[Saved entries]
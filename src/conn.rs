use std::collections::VecDeque;
use std::pin::Pin;
use std::task::ready;

use async_tungstenite::tokio::ConnectStream;
use async_tungstenite::tungstenite::protocol::WebSocketConfig;
use async_tungstenite::tungstenite::Message as WsMessage;
use async_tungstenite::WebSocketStream;
use futures::stream::Stream;
use futures::task::{Context, Poll};
use futures::{SinkExt, StreamExt};

use crate::error::{CdpError, Result};
use crate::protocol::{CallId, Message, MethodCall, MethodId};

/// Exchanges messages with the websocket of one debugging target.
///
/// Commands are queued with [`Connection::submit_command`] and flushed while
/// the stream is polled; incoming frames are decoded into [`Message`]s.
#[must_use = "streams do nothing unless polled"]
#[derive(Debug)]
pub struct Connection {
    /// Queue of commands to send.
    pending_commands: VecDeque<MethodCall>,
    /// The websocket of the target
    ws: WebSocketStream<ConnectStream>,
    /// The identifier for the next command
    next_id: usize,
    needs_flush: bool,
    /// The command that is currently being sent
    pending_flush: Option<MethodCall>,
}

impl Connection {
    pub async fn connect(debug_ws_url: impl AsRef<str>) -> Result<Self> {
        let config = WebSocketConfig {
            max_message_size: None,
            max_frame_size: None,
            ..Default::default()
        };
        let (ws, _) = async_tungstenite::tokio::connect_async_with_config(
            debug_ws_url.as_ref(),
            Some(config),
        )
        .await?;

        Ok(Self {
            pending_commands: Default::default(),
            ws,
            next_id: 0,
            needs_flush: false,
            pending_flush: None,
        })
    }

    fn next_call_id(&mut self) -> CallId {
        let id = CallId::new(self.next_id);
        self.next_id = self.next_id.wrapping_add(1);
        id
    }

    /// Queue in the command to send over the socket and return the id for
    /// this command
    pub fn submit_command(&mut self, method: MethodId, params: serde_json::Value) -> CallId {
        let id = self.next_call_id();
        self.pending_commands.push_back(MethodCall { id, method, params });
        id
    }

    /// flush any processed message and start sending the next over the conn
    /// sink
    fn start_send_next(&mut self, cx: &mut Context<'_>) -> Result<()> {
        if self.needs_flush {
            if let Poll::Ready(Ok(())) = self.ws.poll_flush_unpin(cx) {
                self.needs_flush = false;
            }
        }
        if self.pending_flush.is_none() && !self.needs_flush {
            if let Some(cmd) = self.pending_commands.pop_front() {
                tracing::trace!("sending {:?}", cmd);
                let msg = serde_json::to_string(&cmd)?;
                self.ws.start_send_unpin(msg.into())?;
                self.pending_flush = Some(cmd);
            }
        }
        Ok(())
    }
}

impl Stream for Connection {
    type Item = Result<Message>;

    fn poll_next(self: Pin<&mut Self>, cx: &mut Context<'_>) -> Poll<Option<Self::Item>> {
        let pin = self.get_mut();

        loop {
            // queue in the next message if not currently flushing
            if let Err(err) = pin.start_send_next(cx) {
                return Poll::Ready(Some(Err(err)));
            }

            // send the message
            if let Some(call) = pin.pending_flush.take() {
                if pin.ws.poll_ready_unpin(cx).is_ready() {
                    pin.needs_flush = true;
                    // try another flush
                    continue;
                } else {
                    pin.pending_flush = Some(call);
                }
            }

            break;
        }

        // read from the ws
        match ready!(pin.ws.poll_next_unpin(cx)) {
            Some(Ok(WsMessage::Text(text))) => {
                let ready = match serde_json::from_str::<Message>(&text) {
                    Ok(msg) => {
                        tracing::trace!("received {:?}", msg);
                        Ok(msg)
                    }
                    Err(err) => {
                        tracing::error!("failed to deserialize ws response {}", err);
                        Err(err.into())
                    }
                };
                Poll::Ready(Some(ready))
            }
            Some(Ok(WsMessage::Close(_))) => Poll::Ready(None),
            // ignore ping and pong
            Some(Ok(WsMessage::Ping(_))) | Some(Ok(WsMessage::Pong(_))) => {
                cx.waker().wake_by_ref();
                Poll::Pending
            }
            Some(Ok(msg)) => Poll::Ready(Some(Err(CdpError::UnexpectedWsMessage(msg)))),
            Some(Err(err)) => Poll::Ready(Some(Err(CdpError::Ws(err)))),
            None => {
                // ws connection closed
                Poll::Ready(None)
            }
        }
    }
}
impl NetworkLedger {
    pub fn new(action_start: f64) -> Self {
        Self {
            action_start,
            events: Vec::new(),
            in_flight: HashMap::new(),
        }
    }

    pub fn pending(&self) -> usize {
        self.in_flight.len()
    }

    /// Returns whether the request entered tracking.
    pub fn on_request_will_be_sent(&mut self, params: &Value) -> bool {
        let resource_type = params.get("type").and_then(Value::as_str);
        if !matches!(resource_type, Some("Fetch") | Some("XHR")) {
            return false;
        }
        let wall_time = params
            .get("wallTime")
            .and_then(Value::as_f64)
            .unwrap_or(f64::MAX);
        if wall_time < self.action_start {
            return false;
        }
        let Some(request_id) = params.get("requestId").and_then(Value::as_str) else {
            return false;
        };
        let request = params.get("request");
        let url = request
            .and_then(|r| r.get("url"))
            .and_then(Value::as_str)
            .unwrap_or_default()
            .to_string();
        let method = request
            .and_then(|r| r.get("method"))
            .and_then(Value::as_str)
            .unwrap_or("GET")
            .to_string();
        let started_monotonic = params
            .get("timestamp")
            .and_then(Value::as_f64)
            .unwrap_or_default();

        self.in_flight.insert(
            request_id.to_string(),
            InFlight {
                index: self.events.len(),
                started_monotonic,
            },
        );
        self.events.push(NetworkEvent {
            request_id: request_id.to_string(),
            method,
            url,
            started_at: wall_time,
            finished_at: None,
            status: None,
            duration_ms: None,
        });
        true
    }

    /// Record the response status of a tracked request. Not a debounce
    /// trigger, only bookkeeping.
    pub fn on_response_received(&mut self, params: &Value) {
        let Some(request_id) = params.get("requestId").and_then(Value::as_str) else {
            return;
        };
        let Some(entry) = self.in_flight.get(request_id) else {
            return;
        };
        let status = params
            .get("response")
            .and_then(|r| r.get("status"))
            .and_then(Value::as_i64);
        self.events[entry.index].status = status;
    }

    /// Returns whether this completion belonged to a tracked request.
    pub fn on_loading_finished(&mut self, params: &Value) -> bool {
        self.complete(params)
    }

    /// Returns whether this failure belonged to a tracked request.
    pub fn on_loading_failed(&mut self, params: &Value) -> bool {
        self.complete(params)
    }

    fn complete(&mut self, params: &Value) -> bool {
        let Some(request_id) = params.get("requestId").and_then(Value::as_str) else {
            return false;
        };
        let Some(entry) = self.in_flight.remove(request_id) else {
            return false;
        };
        let finished_monotonic = params.get("timestamp").and_then(Value::as_f64);
        let event = &mut self.events[entry.index];
        if let Some(finished) = finished_monotonic {
            let duration = (finished - entry.started_monotonic).max(0.0);
            event.duration_ms = Some((duration * 1000.0).round() as u64);
            event.finished_at = Some(event.started_at + duration);
        }
        true
    }

    pub fn into_events(self) -> Vec<NetworkEvent> {
        self.events
    }
}
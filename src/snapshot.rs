use std::collections::BTreeMap;

use serde::{Deserialize, Serialize};
use serde_json::{json, Value};

use crate::channel::CdpChannel;
use crate::error::Result;
use crate::js;
use crate::refs::{NodeIdentity, RefRegistry};
use crate::resolver;

/// The roles that count as interactive. Nothing outside this set is ever
/// surfaced to the caller.
pub const INTERACTIVE_ROLES: [&str; 12] = [
    "button",
    "link",
    "textbox",
    "combobox",
    "checkbox",
    "radio",
    "menuitem",
    "tab",
    "switch",
    "slider",
    "spinbutton",
    "searchbox",
];

/// The state flags that may appear in a compact line, in render order.
const STATE_FLAGS: [&str; 6] = [
    "focused",
    "checked",
    "selected",
    "expanded",
    "disabled",
    "required",
];

/// One interactive element as captured by a snapshot.
#[derive(Debug, Clone, PartialEq)]
pub struct SnapshotElement {
    pub r#ref: String,
    pub ax_node_id: Option<String>,
    pub dom_path: String,
    pub role: String,
    pub name: String,
    /// The single-line rendering shown to the caller.
    pub compact_line: String,
    pub properties: BTreeMap<String, String>,
}

/// Url, title and viewport of the captured page.
#[derive(Debug, Clone, Default, PartialEq, Serialize)]
pub struct PageInfo {
    pub url: String,
    pub title: String,
    pub viewport: Viewport,
}

#[derive(Debug, Clone, Copy, Default, PartialEq, Eq, Serialize)]
pub struct Viewport {
    pub width: i64,
    pub height: i64,
}

/// A full capture of the interactive element set, in document order.
#[derive(Debug, Clone, Default, PartialEq)]
pub struct SnapshotData {
    pub elements: Vec<SnapshotElement>,
    pub page: PageInfo,
}

impl SnapshotData {
    /// The element registered under a ref, if this capture saw it.
    pub fn element(&self, r: &str) -> Option<&SnapshotElement> {
        self.elements.iter().find(|e| e.r#ref == r)
    }
}

/// Render the sole user-visible serialization of an element:
/// `@eN role "name" [state1, state2] value:"…"`.
pub fn compact_line(
    r: &str,
    role: &str,
    name: &str,
    properties: &BTreeMap<String, String>,
) -> String {
    let mut line = format!("{r} {role}");
    if !name.is_empty() {
        line.push_str(&format!(" \"{name}\""));
    }
    let states: Vec<&str> = STATE_FLAGS
        .iter()
        .copied()
        .filter(|flag| properties.get(*flag).map(String::as_str) == Some("true"))
        .collect();
    if !states.is_empty() {
        line.push_str(&format!(" [{}]", states.join(", ")));
    }
    if let Some(value) = properties.get("value") {
        if value != name {
            line.push_str(&format!(" value:\"{value}\""));
        }
    }
    line
}

/// Raw accessibility node, the subset of fields the walk reads.
#[derive(Debug, Deserialize)]
#[serde(rename_all = "camelCase")]
struct AxNode {
    node_id: String,
    #[serde(default)]
    ignored: bool,
    role: Option<AxValue>,
    name: Option<AxValue>,
    #[serde(default)]
    properties: Vec<AxProperty>,
    backend_dom_node_id: Option<i64>,
}

#[derive(Debug, Deserialize)]
struct AxValue {
    value: Option<Value>,
}

#[derive(Debug, Deserialize)]
struct AxProperty {
    name: String,
    value: AxValue,
}

fn primitive_string(value: &Value) -> Option<String> {
    match value {
        Value::String(s) => Some(s.clone()),
        Value::Bool(b) => Some(b.to_string()),
        Value::Number(n) => Some(n.to_string()),
        Value::Null => None,
        other => Some(other.to_string()),
    }
}

fn ax_value_string(value: &Option<AxValue>) -> String {
    value
        .as_ref()
        .and_then(|v| v.value.as_ref())
        .and_then(primitive_string)
        .unwrap_or_default()
}

/// Build a [`SnapshotData`] from the current page.
///
/// With `keep_existing_refs` unset the registry is cleared first; the ref
/// counter keeps running either way, so refs from the discarded capture
/// never come back. With it set, an element matching an already registered
/// identity keeps its ref, which is what lets a pre-action ref survive into
/// the post-action capture.
pub async fn take_snapshot(
    channel: &CdpChannel,
    registry: &mut RefRegistry,
    keep_existing_refs: bool,
) -> Result<SnapshotData> {
    if !keep_existing_refs {
        registry.clear();
    }

    let page = page_info(channel).await?;
    let mut elements = walk_ax_tree(channel, registry, keep_existing_refs).await?;

    if elements.is_empty() && body_has_elements(channel).await {
        tracing::debug!("accessibility tree yielded nothing, using the dom fallback");
        elements = dom_fallback(channel, registry, keep_existing_refs).await?;
    }

    Ok(SnapshotData { elements, page })
}

async fn page_info(channel: &CdpChannel) -> Result<PageInfo> {
    #[derive(Deserialize)]
    struct Raw {
        #[serde(default)]
        url: String,
        #[serde(default)]
        title: String,
        #[serde(default)]
        width: i64,
        #[serde(default)]
        height: i64,
    }

    let value = channel.evaluate(js::PAGE_INFO).await?;
    let raw: Raw = serde_json::from_value(value)?;
    Ok(PageInfo {
        url: raw.url,
        title: raw.title,
        viewport: Viewport {
            width: raw.width,
            height: raw.height,
        },
    })
}

async fn body_has_elements(channel: &CdpChannel) -> bool {
    channel
        .evaluate(js::BODY_HAS_ELEMENTS)
        .await
        .ok()
        .and_then(|v| v.as_bool())
        .unwrap_or(false)
}

/// Primary path: project the full accessibility tree onto the interactive
/// set.
async fn walk_ax_tree(
    channel: &CdpChannel,
    registry: &mut RefRegistry,
    keep_existing_refs: bool,
) -> Result<Vec<SnapshotElement>> {
    let tree = channel
        .send("Accessibility.getFullAXTree", json!({}))
        .await?;
    let nodes: Vec<AxNode> =
        serde_json::from_value(tree.get("nodes").cloned().unwrap_or_else(|| json!([])))?;

    let mut elements = Vec::new();
    for node in nodes {
        if node.ignored {
            continue;
        }
        let role = ax_value_string(&node.role);
        if !INTERACTIVE_ROLES.contains(&role.as_str()) {
            continue;
        }
        let Some(backend_node_id) = node.backend_dom_node_id else {
            continue;
        };

        // elements can vanish mid-walk on a live page; skip, don't abort
        let Ok(object_id) = resolver::resolve_object(channel, backend_node_id).await else {
            continue;
        };
        let dom_path = channel
            .call_function_on(&object_id, js::DOM_PATH, vec![])
            .await
            .ok()
            .and_then(|v| v.as_str().map(str::to_string))
            .unwrap_or_default();
        channel.release_object(&object_id).await;

        let name = ax_value_string(&node.name);
        let properties: BTreeMap<String, String> = node
            .properties
            .iter()
            .filter_map(|p| {
                p.value
                    .value
                    .as_ref()
                    .and_then(primitive_string)
                    .map(|v| (p.name.clone(), v))
            })
            .collect();

        let r = assign_ref(
            registry,
            keep_existing_refs,
            Some(node.node_id.clone()),
            Some(backend_node_id),
            dom_path.clone(),
        );

        let line = compact_line(&r, &role, &name, &properties);
        elements.push(SnapshotElement {
            r#ref: r,
            ax_node_id: Some(node.node_id),
            dom_path,
            role,
            name,
            compact_line: line,
            properties,
        });
    }
    Ok(elements)
}

/// Fallback path: synthesize elements from a fixed selector union when the
/// accessibility tree reported nothing for a page that clearly has content.
async fn dom_fallback(
    channel: &CdpChannel,
    registry: &mut RefRegistry,
    keep_existing_refs: bool,
) -> Result<Vec<SnapshotElement>> {
    #[derive(Deserialize)]
    #[serde(rename_all = "camelCase")]
    struct Described {
        #[serde(default)]
        tag: String,
        #[serde(default)]
        input_type: String,
        #[serde(default)]
        name: String,
    }

    let doc = channel.send("DOM.getDocument", json!({ "depth": 0 })).await?;
    let root_id = doc
        .get("root")
        .and_then(|n| n.get("nodeId"))
        .and_then(Value::as_i64)
        .unwrap_or(0);

    let found = channel
        .send(
            "DOM.querySelectorAll",
            json!({ "nodeId": root_id, "selector": js::FALLBACK_SELECTOR }),
        )
        .await?;
    let node_ids: Vec<i64> = found
        .get("nodeIds")
        .and_then(Value::as_array)
        .map(|ids| ids.iter().filter_map(Value::as_i64).collect())
        .unwrap_or_default();

    let mut elements = Vec::new();
    for node_id in node_ids {
        let Ok(described) = channel
            .send("DOM.describeNode", json!({ "nodeId": node_id }))
            .await
        else {
            continue;
        };
        let Some(backend_node_id) = described
            .get("node")
            .and_then(|n| n.get("backendNodeId"))
            .and_then(Value::as_i64)
        else {
            continue;
        };
        let Ok(object_id) = resolver::resolve_object(channel, backend_node_id).await else {
            continue;
        };

        let info: Described = match channel
            .call_function_on(&object_id, js::FALLBACK_DESCRIBE, vec![])
            .await
            .and_then(|v| Ok(serde_json::from_value(v)?))
        {
            Ok(info) => info,
            Err(_) => {
                channel.release_object(&object_id).await;
                continue;
            }
        };
        let dom_path = channel
            .call_function_on(&object_id, js::DOM_PATH, vec![])
            .await
            .ok()
            .and_then(|v| v.as_str().map(str::to_string))
            .unwrap_or_default();
        channel.release_object(&object_id).await;

        let role = infer_role(&info.tag, &info.input_type).to_string();
        let ax_node_id = resolver::fetch_ax_node_id(channel, backend_node_id).await;
        let properties = BTreeMap::new();

        let r = assign_ref(
            registry,
            keep_existing_refs,
            ax_node_id.clone(),
            Some(backend_node_id),
            dom_path.clone(),
        );

        let line = compact_line(&r, &role, &info.name, &properties);
        elements.push(SnapshotElement {
            r#ref: r,
            ax_node_id,
            dom_path,
            role,
            name: info.name,
            compact_line: line,
            properties,
        });
    }
    Ok(elements)
}

/// Tag-based role inference for fallback elements.
pub fn infer_role(tag: &str, input_type: &str) -> &'static str {
    match tag {
        "a" => "link",
        "input" => match input_type {
            "checkbox" => "checkbox",
            "radio" => "radio",
            _ => "textbox",
        },
        "textarea" => "textbox",
        "select" => "combobox",
        _ => "button",
    }
}

/// Mint a ref for an identity, or keep the one an earlier ref-preserving
/// capture assigned to the same node.
fn assign_ref(
    registry: &mut RefRegistry,
    keep_existing_refs: bool,
    ax_node_id: Option<String>,
    backend_node_id: Option<i64>,
    dom_path: String,
) -> String {
    if keep_existing_refs {
        if let Some(existing) =
            registry.find_existing(ax_node_id.as_deref(), backend_node_id, &dom_path)
        {
            if let Some(identity) = registry.get_mut(&existing) {
                identity.ax_node_id = ax_node_id;
                identity.backend_node_id = backend_node_id;
                identity.dom_path = dom_path;
                identity.stale = false;
            }
            return existing;
        }
    }
    registry.assign(NodeIdentity {
        ax_node_id,
        backend_node_id,
        dom_path,
        stale: false,
    })
}
impl Machine {
    pub fn kind(&self) -> MachineKind {
        match self {
            Machine::Fa(_) => MachineKind::Fa,
            Machine::Pda(_) => MachineKind::Pda,
            Machine::Tm(_) => MachineKind::Tm,
        }
    }

    pub fn initial_state(&self) -> &State {
        match self {
            Machine::Fa(fa) => fa.initial_state(),
            Machine::Pda(pda) => pda.initial_state(),
            Machine::Tm(tm) => tm.initial_state(),
        }
    }

    pub fn states(&self) -> &BTreeSet<State> {
        match self {
            Machine::Fa(fa) => &fa.definition.states,
            Machine::Pda(pda) => &pda.definition.states,
            Machine::Tm(tm) => &tm.definition.states,
        }
    }

    /// Final states, or `None` for a PDA accepting by empty stack.
    pub fn final_states(&self) -> Option<&BTreeSet<State>> {
        match self {
            Machine::Fa(fa) => Some(&fa.definition.final_states),
            Machine::Pda(pda) => match &pda.definition.acceptance {
                PdaAcceptance::FinalState { states } => Some(states),
                PdaAcceptance::EmptyStack => None,
            },
            Machine::Tm(tm) => Some(&tm.definition.final_states),
        }
    }

    pub fn definition(&self) -> MachineDefinition {
        match self {
            Machine::Fa(fa) => MachineDefinition::Fa(fa.definition.clone()),
            Machine::Pda(pda) => MachineDefinition::Pda(pda.definition.clone()),
            Machine::Tm(tm) => MachineDefinition::Tm(tm.definition.clone()),
        }
    }

    /// Every transition target as a labelled edge, in definition order.
    pub fn edges(&self) -> Vec<Edge> {
        fn edge(from: &State, to: &State, label: String, function: Span, transition: Span) -> Edge {
            Edge {
                from: from.clone(),
                to: to.clone(),
                label,
                function,
                transition,
            }
        }

        match self {
            Machine::Fa(fa) => fa
                .definition
                .transitions
                .iter()
                .flat_map(|(from, targets)| {
                    targets.iter().map(move |to| {
                        let label = letter_label(from.letter.as_ref());
                        edge(&from.state, &to.state, label, to.function, to.transition)
                    })
                })
                .collect(),
            Machine::Pda(pda) => pda
                .definition
                .transitions
                .iter()
                .flat_map(|(from, targets)| {
                    targets.iter().map(move |to| {
                        let push = to
                            .push
                            .iter()
                            .rev()
                            .map(Symbol::as_str)
                            .collect::<Vec<_>>()
                            .join(" ");
                        let label = format!(
                            "{},{}->[{}]",
                            letter_label(from.letter.as_ref()),
                            from.symbol,
                            push
                        );
                        edge(&from.state, &to.state, label, to.function, to.transition)
                    })
                })
                .collect(),
            Machine::Tm(tm) => tm
                .definition
                .transitions
                .iter()
                .flat_map(|(from, targets)| {
                    targets.iter().map(move |to| {
                        let label = format!("{}->{},{}", from.symbol, to.write, to.direction);
                        edge(&from.state, &to.state, label, to.function, to.transition)
                    })
                })
                .collect(),
        }
    }

    pub fn transition_count(&self) -> usize {
        match self {
            Machine::Fa(fa) => fa.definition.transitions.iter().map(|(_, t)| t.len()).sum(),
            Machine::Pda(pda) => pda.definition.transitions.iter().map(|(_, t)| t.len()).sum(),
            Machine::Tm(tm) => tm.definition.transitions.iter().map(|(_, t)| t.len()).sum(),
        }
    }
}
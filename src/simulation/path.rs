//! Path history shared between configurations.
//!
//! Every transition a simulation takes is recorded once in an arena together with the id of
//! the record before it. A configuration only keeps the id of its newest record, so a child
//! shares its parent's whole history and extending a path never copies it.

/// Index of a record in a [`PathArena`].
#[derive(Debug, Clone, Copy, PartialEq, Eq, Hash, PartialOrd, Ord)]
pub struct PathId(usize);

#[derive(Debug, Clone)]
struct Record<E> {
    parent: Option<PathId>,
    edge: E,
}

#[derive(Debug, Clone)]
pub struct PathArena<E> {
    records: Vec<Record<E>>,
}

impl<E> Default for PathArena<E> {
    fn default() -> Self {
        Self {
            records: Vec::new(),
        }
    }
}

impl<E> PathArena<E> {
    pub fn new() -> Self {
        Self::default()
    }

    /// Appends `edge` after `parent` (`None` for the first move) and returns the new tip.
    pub fn extend(&mut self, parent: Option<PathId>, edge: E) -> PathId {
        self.records.push(Record { parent, edge });
        PathId(self.records.len() - 1)
    }

    /// Edges from the seed configuration up to and including `tip`, oldest first.
    pub fn trace(&self, tip: Option<PathId>) -> Vec<&E> {
        let mut edges = Vec::new();
        let mut cursor = tip;
        while let Some(id) = cursor {
            let record = &self.records[id.0];
            edges.push(&record.edge);
            cursor = record.parent;
        }
        edges.reverse();
        edges
    }

    /// Number of records ever taken, across all branches.
    pub fn len(&self) -> usize {
        self.records.len()
    }

    pub fn is_empty(&self) -> bool {
        self.records.is_empty()
    }
}
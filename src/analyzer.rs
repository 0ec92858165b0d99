//! This module provides functions for analyzing compiled machines to detect likely mistakes
//! that are still legal definitions: states that can never be entered, final states that can
//! never be reached, and machines without any transition at all.
//!
//! Everything found here is reported as a warning; analysis never stops a machine from being
//! simulated.

use std::collections::{BTreeSet, HashMap};

use crate::diagnostics::Diagnostic;
use crate::machine::Machine;
use crate::types::State;

/// Represents the issues that can be found during the analysis of a machine.
#[derive(Debug, PartialEq, Eq, Clone)]
pub enum AnalysisWarning {
    /// The machine has no transitions, so no branch can ever move.
    NoTransitions,
    /// States that cannot be reached from the initial state.
    UnreachableStates(Vec<State>),
    /// Final states that cannot be reached from the initial state, so can never accept.
    UnreachableFinalStates(Vec<State>),
}

impl From<AnalysisWarning> for Diagnostic {
    /// Converts an `AnalysisWarning` into a located-less warning diagnostic.
    fn from(warning: AnalysisWarning) -> Self {
        let mut diagnostic = match &warning {
            AnalysisWarning::NoTransitions => Diagnostic::warning("no transitions defined", None),
            AnalysisWarning::UnreachableStates(states) => Diagnostic::warning(
                format!("unreachable states: {}", join(states)),
                None,
            ),
            AnalysisWarning::UnreachableFinalStates(states) => Diagnostic::warning(
                format!("final states can never be reached: {}", join(states)),
                None,
            ),
        };
        if warning == AnalysisWarning::NoTransitions {
            diagnostic.help("consider defining one with d(...) = ...");
        }
        diagnostic
    }
}

fn join(states: &[State]) -> String {
    states
        .iter()
        .map(State::as_str)
        .collect::<Vec<_>>()
        .join(", ")
}

/// Analyzes a compiled `Machine` and returns a warning diagnostic for every issue found.
pub fn analyze(machine: &Machine) -> Vec<Diagnostic> {
    [
        check_transitions,
        check_unreachable_states,
        check_unreachable_final_states,
    ]
    .iter()
    .filter_map(|f| f(machine).err())
    .map(Diagnostic::from)
    .collect()
}

/// Checks that the machine defines at least one transition.
fn check_transitions(machine: &Machine) -> Result<(), AnalysisWarning> {
    if machine.transition_count() == 0 {
        return Err(AnalysisWarning::NoTransitions);
    }

    Ok(())
}

/// Collects every state reachable from the initial state, ignoring letters and stack or tape
/// contents.
fn reachable_states(machine: &Machine) -> BTreeSet<State> {
    let mut successors: HashMap<State, Vec<State>> = HashMap::new();
    for edge in machine.edges() {
        successors.entry(edge.from).or_default().push(edge.to);
    }

    let mut visited = BTreeSet::new();
    let mut queue = vec![machine.initial_state().clone()];

    while let Some(state) = queue.pop() {
        if !visited.insert(state.clone()) {
            continue;
        }

        if let Some(next) = successors.get(&state) {
            queue.extend(next.iter().filter(|s| !visited.contains(*s)).cloned());
        }
    }

    visited
}

/// Checks that every declared state can be reached from the initial state.
fn check_unreachable_states(machine: &Machine) -> Result<(), AnalysisWarning> {
    let reachable = reachable_states(machine);
    let unreachable: Vec<State> = machine
        .states()
        .difference(&reachable)
        .cloned()
        .collect();

    if !unreachable.is_empty() {
        return Err(AnalysisWarning::UnreachableStates(unreachable));
    }

    Ok(())
}

/// Checks that at least the final states can be reached, otherwise nothing is ever accepted
/// that is not accepted by the seed configuration.
fn check_unreachable_final_states(machine: &Machine) -> Result<(), AnalysisWarning> {
    let Some(final_states) = machine.final_states() else {
        return Ok(());
    };

    let reachable = reachable_states(machine);
    let unreachable: Vec<State> = final_states.difference(&reachable).cloned().collect();

    if !unreachable.is_empty() {
        return Err(AnalysisWarning::UnreachableFinalStates(unreachable));
    }

    Ok(())
}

# What you will do:
Restate word for word the lines above, beginning at the first one and ending at the line that carries "of the target".

# Answer:
filename src/conn.rs
use std::collections::VecDeque;
use std::pin::Pin;
use std::task::ready;

use async_tungstenite::tokio::ConnectStream;
use async_tungstenite::tungstenite::protocol::WebSocketConfig;
use async_tungstenite::tungstenite::Message as WsMessage;
use async_tungstenite::WebSocketStream;
use futures::stream::Stream;
use futures::task::{Context, Poll};
use futures::{SinkExt, StreamExt};

use crate::error::{CdpError, Result};
use crate::protocol::{CallId, Message, MethodCall, MethodId};

/// Exchanges messages with the websocket of one debugging target.
///
/// Commands are queued with [`Connection::submit_command`] and flushed while
/// the stream is polled; incoming frames are decoded into [`Message`]s.
#[must_use = "streams do nothing unless polled"]
#[derive(Debug)]
pub struct Connection {
    /// Queue of commands to send.
    pending_commands: VecDeque<MethodCall>,
    /// The websocket of the target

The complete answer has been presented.